Et, en effet, la colère, la faim, ces deux mois de souffrance et cette débandade enragée au travers des fosses, avaient allongé en mâchoires de bêtes fauves les faces placides des houilleurs de Montsou. À ce moment, le soleil se couchait, les derniers rayons, d'un pourpre sombre, ensanglantaient la plaine. Alors, la route sembla charrier du sang, les femmes, les hommes continuaient à galoper, saignants comme des bouchers en pleine tuerie.

– Oh ! Superbe ! dirent à demi-voix Lucie et Jeanne, remuées dans leur goût d'artistes par cette belle horreur.

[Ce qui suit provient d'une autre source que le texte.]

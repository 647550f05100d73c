//! Integration tests for SAV subTemplateList decoding
//!
//! Builds wire buffers for every sub-template and checks the decoder end to
//! end through the public API.

use pretty_assertions::assert_eq;
use sav_ipfix::{
    CollectingSink, DecoderConfig, DescriptorDecoder, Diagnostic, ErrorKind, ListDecoder, Prefix,
    SavError, SavRule, SavTemplate, TrailingBytesPolicy, decode_sav_rule,
    decode_sav_sub_template_list, decode_varlen, decode_varlen_prefixed_list, format_sav_rule,
};
use std::sync::Once;

static TRACING: Once = Once::new();

fn init_tracing() {
    TRACING.call_once(|| {
        let _ = tracing_subscriber::fmt()
            .with_env_filter(tracing_subscriber::EnvFilter::from_default_env())
            .with_test_writer()
            .try_init();
    });
}

/// Encodes one rule in the wire order of `template`.
fn encode_rule(template: SavTemplate, iface: u32, prefix: &Prefix, plen: u8) -> Vec<u8> {
    let prefix_bytes = match prefix {
        Prefix::V4(addr) => addr.to_be_bytes().to_vec(),
        Prefix::V6(octets) => octets.to_vec(),
    };

    let mut out = Vec::new();
    if template.is_interface_first() {
        out.extend_from_slice(&iface.to_be_bytes());
        out.extend_from_slice(&prefix_bytes);
        out.push(plen);
    } else {
        out.extend_from_slice(&prefix_bytes);
        out.push(plen);
        out.extend_from_slice(&iface.to_be_bytes());
    }
    out
}

fn sample_prefix(template: SavTemplate, i: u32) -> Prefix {
    if template.is_ipv6() {
        let mut octets = [0u8; 16];
        octets[0] = 0x20;
        octets[1] = 0x01;
        octets[2] = 0x0d;
        octets[3] = 0xb8;
        octets[12..].copy_from_slice(&i.to_be_bytes());
        Prefix::V6(octets)
    } else {
        Prefix::V4(0x0a00_0000 | i)
    }
}

fn build_list(template: SavTemplate, count: u32) -> Vec<u8> {
    let mut buf = vec![0x03];
    buf.extend_from_slice(&template.id().to_be_bytes());
    for i in 0..count {
        let plen = if template.is_ipv6() { 64 } else { 24 };
        buf.extend_from_slice(&encode_rule(
            template,
            i + 1,
            &sample_prefix(template, i),
            plen,
        ));
    }
    buf
}

#[test]
fn test_record_count_for_every_template() {
    init_tracing();

    for template in SavTemplate::ALL {
        for k in [0u32, 1, 5, 100] {
            let buf = build_list(template, k);
            let record_size = template.layout().record_size();
            assert_eq!(buf.len(), 3 + k as usize * record_size);

            let list = decode_sav_sub_template_list(&buf, buf.len() as u16, 0).unwrap();
            assert_eq!(list.len(), k as usize, "template {} k={}", template, k);
            assert_eq!(list.template_id(), template.id());

            for (i, rule) in list.rules.iter().enumerate() {
                assert_eq!(rule.interface_id, i as u32 + 1);
                assert_eq!(rule.prefix, sample_prefix(template, i as u32));
            }
        }
    }
}

#[test]
fn test_decoding_is_idempotent() {
    let buf = build_list(SavTemplate::Ipv6PrefixToInterface, 5);
    let first = decode_sav_sub_template_list(&buf, buf.len() as u16, 3).unwrap();
    let second = decode_sav_sub_template_list(&buf, buf.len() as u16, 3).unwrap();
    assert_eq!(first, second);
}

#[test]
fn test_field_order_901_vs_903() {
    let list_901 = [
        0x03, 0x03, 0x85, 0x00, 0x00, 0x00, 0x01, 0xc0, 0xa8, 0x00, 0x01, 24,
    ];
    let list_903 = [
        0x03, 0x03, 0x87, 0xc0, 0xa8, 0x00, 0x01, 24, 0x00, 0x00, 0x00, 0x01,
    ];

    let a = decode_sav_sub_template_list(&list_901, 12, 0).unwrap();
    let b = decode_sav_sub_template_list(&list_903, 12, 0).unwrap();

    let expected = SavRule {
        interface_id: 1,
        prefix: Prefix::V4(0xc0a8_0001),
        prefix_len: 24,
        validation_mode: 0,
    };
    assert_eq!(a.rules, vec![expected]);
    assert_eq!(b.rules, vec![expected]);
    assert_eq!(a.rules[0].prefix.to_string(), "192.168.0.1");
}

#[test]
fn test_varlen_boundary() {
    let short = [254u8];
    let mut cursor = &short[..];
    assert_eq!(decode_varlen(&mut cursor).unwrap(), 254);

    let long = [255u8, 0x01, 0x02];
    let mut cursor = &long[..];
    assert_eq!(decode_varlen(&mut cursor).unwrap(), 0x0102);
}

#[test]
fn test_unknown_template_rejected() {
    let mut buf = vec![0x03];
    buf.extend_from_slice(&999u16.to_be_bytes());
    buf.extend_from_slice(&[0u8; 9]);

    let err = decode_sav_sub_template_list(&buf, buf.len() as u16, 0).unwrap_err();
    assert!(matches!(err, SavError::UnsupportedTemplate(999)));
    assert_eq!(err.kind(), ErrorKind::UnsupportedTemplate);
}

#[test]
fn test_truncated_list() {
    let buf = build_list(SavTemplate::Ipv4InterfaceToPrefix, 1);

    // declared 9 content bytes after the header, only 5 present
    let err = decode_sav_sub_template_list(&buf[..8], 12, 0).unwrap_err();
    assert_eq!(err.kind(), ErrorKind::InsufficientData);

    let err = decode_sav_rule(&buf[3..8], 901).unwrap_err();
    assert_eq!(err.kind(), ErrorKind::InsufficientData);
}

#[test]
fn test_ipv6_octets_are_opaque() {
    let mut octets = [0u8; 16];
    octets[0] = 0xfe;
    octets[1] = 0x80;
    octets[14] = 0xab;
    octets[15] = 0xcd;

    let mut buf = vec![0x03, 0x03, 0x86];
    buf.extend_from_slice(&encode_rule(
        SavTemplate::Ipv6InterfaceToPrefix,
        4,
        &Prefix::V6(octets),
        10,
    ));

    let list = decode_sav_sub_template_list(&buf, buf.len() as u16, 0).unwrap();
    assert_eq!(list.rules[0].prefix, Prefix::V6(octets));
    assert_eq!(
        format_sav_rule(&list.rules[0], 902),
        "interface=4 prefix=fe80::abcd/10 mode=0"
    );
}

#[test]
fn test_prefixed_buffer_matches_stripped() {
    let content = build_list(SavTemplate::Ipv4PrefixToInterface, 3);
    let mut prefixed = vec![content.len() as u8];
    prefixed.extend_from_slice(&content);

    let stripped = decode_sav_sub_template_list(&content, content.len() as u16, 1).unwrap();
    let from_prefixed = decode_varlen_prefixed_list(&prefixed, 1).unwrap();
    assert_eq!(stripped, from_prefixed);
}

#[test]
fn test_strict_policy_from_config() {
    init_tracing();

    let config = DecoderConfig::from_toml_str(r#"trailing_bytes = "strict""#).unwrap();
    let mut buf = build_list(SavTemplate::Ipv6InterfaceToPrefix, 2);
    buf.extend_from_slice(&[0u8; 20]);

    let strict = ListDecoder::from_config(&config).with_sink(CollectingSink::new());
    let err = strict.decode(&buf, buf.len() as u16, 0).unwrap_err();
    assert_eq!(err.kind(), ErrorKind::TrailingBytes);
    assert!(strict.sink().events().is_empty());

    let lenient = ListDecoder::new(TrailingBytesPolicy::Lenient).with_sink(CollectingSink::new());
    let list = lenient.decode(&buf, buf.len() as u16, 0).unwrap();
    assert_eq!(list.len(), 2);
    assert!(lenient.sink().events().contains(&Diagnostic::TrailingBytes {
        template: SavTemplate::Ipv6InterfaceToPrefix,
        remainder: 20,
        record_size: 21,
        decoded: 2,
    }));
}

#[test]
fn test_failed_decode_does_not_affect_next_call() {
    let decoder = ListDecoder::default().with_sink(CollectingSink::new());
    let good = build_list(SavTemplate::Ipv4InterfaceToPrefix, 2);

    assert!(decoder.decode(&good[..4], good.len() as u16, 0).is_err());
    let list = decoder.decode(&good, good.len() as u16, 0).unwrap();
    assert_eq!(list.len(), 2);
}

#[test]
fn test_descriptor_end_to_end() {
    init_tracing();

    let content = build_list(SavTemplate::Ipv4InterfaceToPrefix, 3);
    let fields: [(u16, &[u8]); 4] = [
        (500, &[0]),
        (501, &[0]),
        (502, content.as_slice()),
        (503, &[1]),
    ];

    let descriptor = DescriptorDecoder::new(&DecoderConfig::default())
        .with_sink(CollectingSink::new())
        .decode(&fields)
        .unwrap();

    assert_eq!(descriptor.list.len(), 3);
    assert_eq!(descriptor.policy_action.to_string(), "discard");
    assert!(descriptor.list.rules.iter().all(|r| r.validation_mode == 0));
    assert_eq!(
        descriptor.list.rules[2].to_string(),
        "interface=3 prefix=10.0.0.2/24 mode=0"
    );
}

#[test]
fn test_decoder_shared_across_threads() {
    let decoder = std::sync::Arc::new(ListDecoder::default());
    let buf = std::sync::Arc::new(build_list(SavTemplate::Ipv6PrefixToInterface, 10));

    let handles: Vec<_> = (0..4)
        .map(|mode| {
            let decoder = decoder.clone();
            let buf = buf.clone();
            std::thread::spawn(move || decoder.decode(&buf, buf.len() as u16, mode).unwrap())
        })
        .collect();

    for (mode, handle) in handles.into_iter().enumerate() {
        let list = handle.join().unwrap();
        assert_eq!(list.len(), 10);
        assert!(list.rules.iter().all(|r| usize::from(r.validation_mode) == mode));
    }
}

Elles s'effrayaient pourtant, elles reculèrent près de Madame Hennebeau, qui s'était appuyée sur une auge. L'idée qu'il suffisait d'un regard, entre les planches de cette porte disjointe, pour qu'on les massacrât la glaçait. Négrel se sentait blêmir, lui aussi, très brave d'ordinaire, saisi là d'une épouvante supérieure à sa volonté, une de ces épouvantes qui soufflent de l'inconnu.

Dans le foin, Cécile ne bougeait plus. Et les autres, malgré leur désir de détourner les yeux, ne le pouvaient pas, regardaient quand même.

C'était la vision rouge de la révolution qui les emporterait tous, fatalement, par une soirée sanglante de cette fin de siècle. Oui, un soir, le peuple lâché, débridé, galoperait ainsi sur les chemins ; et il ruissellerait du sang des bourgeois.

ÉMILE ZOLA, Germinal, Partie V, chapitre 5, 1885.

Question

1. Que décrit le texte ?

Question

2. Relevez plusieurs détails soulignant la misère des ouvriers.

Question

3. Les bourgeois semblent-ils comprendre les grévistes ? Illustrez votre réponse de citations du texte.

Question

4. Relevez des références à la Révolution française. Quel est l'effet produit ?

Question

5. De quel registre relève ce texte ?

Question

6. a Quel est le sens du dernier paragraphe ?

Question

6. b De qui le narrateur est-il la voix ?

Question

6. c Les verbes du dernier paragraphe sont conjugués au conditionnel. Quelle et la valeur de ce mode ici ?

Question

7. a D'où la scène est-elle racontée ?

Question

7. b A quels personnages devrait-on donc s'identifier ?

Question

7. c Est-ce le cas ? Expliquez.

Rappel : Réalisme

Le mouvement réaliste s'oppose au romantisme, à ses exagérations. Les écrivains réalistes veulent décrire de la manière la plus juste possible la société de leur époque. En amont de la rédaction de Germinal, Émile Zola lit beaucoup, visite un coron, s'entretient avec les travailleurs, descend dans une mine. La documentation qu'il rassemble est constituée de 1000 feuillets. Plusieurs descriptions du roman sont les retranscriptions exactes de ses observations.

Question

8. Cet extrait est-il une bonne illustration du projet réaliste ? Proposez une réponse nuancée.

A retenir

Cet extrait est réaliste dans la mesure où il n'enjolive pas la réalité, il n'idéalise pas les mineurs « vieilles affreuses » aux « cous décharnés ». Cette vision horrible s'oppose au point de vue des bourgeois, qui y voient un spectacle de l'horreur. Il s'agit de deux mondes qui s'affrontent. C'est la naissance du capitalisme. La vision naturaliste du récit montre l'enchaînement des actions, qui mène au massacre, car les mineurs n'ont plus rien à perdre, c'est comme une expérimentation sociale.